▶ [TASK DIRECTIONS]
From the records below, output exactly the lines running from the line containing "fn escape_cell(text: &str)" through the line containing "for status in", and no others.

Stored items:
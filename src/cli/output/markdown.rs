//! Markdown report formatting

use super::ReportRenderer;
use crate::audit::AuditRun;
use crate::error::RepoAuditError;
use crate::rules::RuleStatus;

pub struct MarkdownReport {
    failures_only: bool,
}

impl MarkdownReport {
    pub fn new() -> Self {
        Self {
            failures_only: false,
        }
    }

    pub fn failures_only(mut self, failures_only: bool) -> Self {
        self.failures_only = failures_only;
        self
    }
}

impl Default for MarkdownReport {
    fn default() -> Self {
        Self::new()
    }
}

fn escape_cell(text: &str) -> String {
    text.replace('|', "\\|")
}

impl ReportRenderer for MarkdownReport {
    fn render_report(&self, run: &AuditRun) -> Result<String, RepoAuditError> {
        let mut output = format!(
            "# Repository audit\n\n**Date:** {}  \n**Repositories:** {}\n\n",
            run.created_at().format("%Y-%m-%d %H:%M:%S UTC"),
            run.len()
        );

        output.push_str("## Summary\n\n| Status | Count |\n|---|---|\n");
        for status in RuleStatus::ALL {
            let count: usize = run
                .iter()
                .map(|(_, results)| results.count_by_status(status))
                .sum();
            output.push_str(&format!("| {} | {} |\n", status, count));
        }
        output.push('\n');

        output.push_str("## Results\n\n");
        let mut rows = 0;
        let mut table = String::from("| Repository | Rule | Status | Detail |\n|---|---|---|---|\n");
        for (repo, results) in run.iter() {
            for result in &results.rules {
                if self.failures_only
                    && !matches!(result.status, RuleStatus::Failure | RuleStatus::Error)
                {
                    continue;
                }
                rows += 1;
                table.push_str(&format!(
                    "| {} | {} | {} | {} |\n",
                    repo.full_name,
                    result.name,
                    result.status,
                    escape_cell(result.detail.as_deref().unwrap_or(""))
                ));
            }
        }

        if rows == 0 {
            output.push_str("No results to report.\n");
        } else {
            output.push_str(&table);
        }

        Ok(output)
    }
}
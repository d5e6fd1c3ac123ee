//! Rules module - Rule definitions, evaluation and the audit engine

pub mod definition;
pub mod engine;
pub mod evaluator;
pub mod pattern;
pub mod results;

pub use definition::{load_rules, Action, Resource, RuleDefinition, ValueType};
pub use engine::{AuditEngine, RuleSet};
pub use evaluator::{evaluate, Rule};
pub use results::{RepositoryResults, RuleResult, RuleStatus};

▶ [TASK OUTPUT]
fn escape_cell(text: &str) -> String {
    text.replace('|', "\\|")
}

impl ReportRenderer for MarkdownReport {
    fn render_report(&self, run: &AuditRun) -> Result<String, RepoAuditError> {
        let mut output = format!(
            "# Repository audit\n\n**Date:** {}  \n**Repositories:** {}\n\n",
            run.created_at().format("%Y-%m-%d %H:%M:%S UTC"),
            run.len()
        );

        output.push_str("## Summary\n\n| Status | Count |\n|---|---|\n");
        for status in RuleStatus::ALL {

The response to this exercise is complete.